Portugal estava num “ponto crítico” e denunciou o contrato, diz Macedo
Esta segunda-feira, Macedo reiterou não ter dado quaisquer indicações para que fosse facilitada a atribuiao de vistos a cidadãos líbios (que vinham a Portugal receber tratamentos médicos num negócio em que Jaime Gomes, amigo do ex-ministro, participava). “Não só não falei com Jarmela Palos [ex-diretor do Serviço de Estrangeiros e Fronteiras] sobre nada que tivesse a ver com os vistos gold como não falei com nenhum chefe do SEF nem ninguém do SEF sobre os vistos gold”, garantiu o ex-ministro.
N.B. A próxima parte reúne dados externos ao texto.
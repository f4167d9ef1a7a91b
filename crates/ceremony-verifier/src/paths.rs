//! Object key conventions the Verifier reads/writes. Shares
//! the `circuits/{prefix}/contributions/{prefix}_{index}.zkey` convention
//! `ceremony-upload::preconditions` uses for the zkey itself; the
//! transcript and pot conventions are local to this crate.

use shared_types::{Circuit, ParticipantId, ZkeyIndex};

pub fn genesis_zkey_key(circuit: &Circuit) -> String {
    format!(
        "circuits/{}/contributions/{}_{}.zkey",
        circuit.prefix,
        circuit.prefix,
        ZkeyIndex::genesis()
    )
}

/// The zkey the current head of the queue is expected to have uploaded,
/// derived from the same `completedContributions + 1` counter the
/// Scheduler and UploadCoordinator use.
pub fn last_zkey_key(circuit: &Circuit) -> String {
    let index = ZkeyIndex::format(circuit.waiting_queue.completed_contributions + 1);
    format!("circuits/{}/contributions/{}_{}.zkey", circuit.prefix, circuit.prefix, index)
}

/// Powers-of-tau file for this circuit, named by its `pot` exponent.
pub fn pot_key(circuit: &Circuit) -> String {
    format!("pot/pot_{}.ptau", circuit.metadata.pot)
}

pub fn transcript_key(circuit: &Circuit, participant_id: &ParticipantId) -> String {
    let index = ZkeyIndex::format(circuit.waiting_queue.completed_contributions + 1);
    format!(
        "circuits/{}/transcripts/{}_{}_{}_verification_transcript.log",
        circuit.prefix, circuit.prefix, index, participant_id
    )
}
Também insistiu que não houve qualquer favorecimento da Everjets no concurso para a manutenção dos Kamov. Portugal estava num “ponto crítico”, forçado a denunciar o contrato de manutenção antes de o mesmo completar cinco anos de vigência. E “nada garantia ao Estado que a HeliPortugal quisesse prolongar o contrato de manutenção” depois desse período alegou Macedo para justificar a sua decisão. “O Estado tinha de ter um plano B”, diz o ministro.
Perante uma “situação excepcional extraordinária”, Macedo avançou para a denúncia. E, agora, sentado no banco dos réus para, entre outras questões, responder pela forma como conduziu esse processo, diz directamente ao procurador do Ministério Público: “Pode fazer a interpretação que quiser, mas o senhor não tem a responsabilidade de, num momento que há uma emergência não ter resposta.”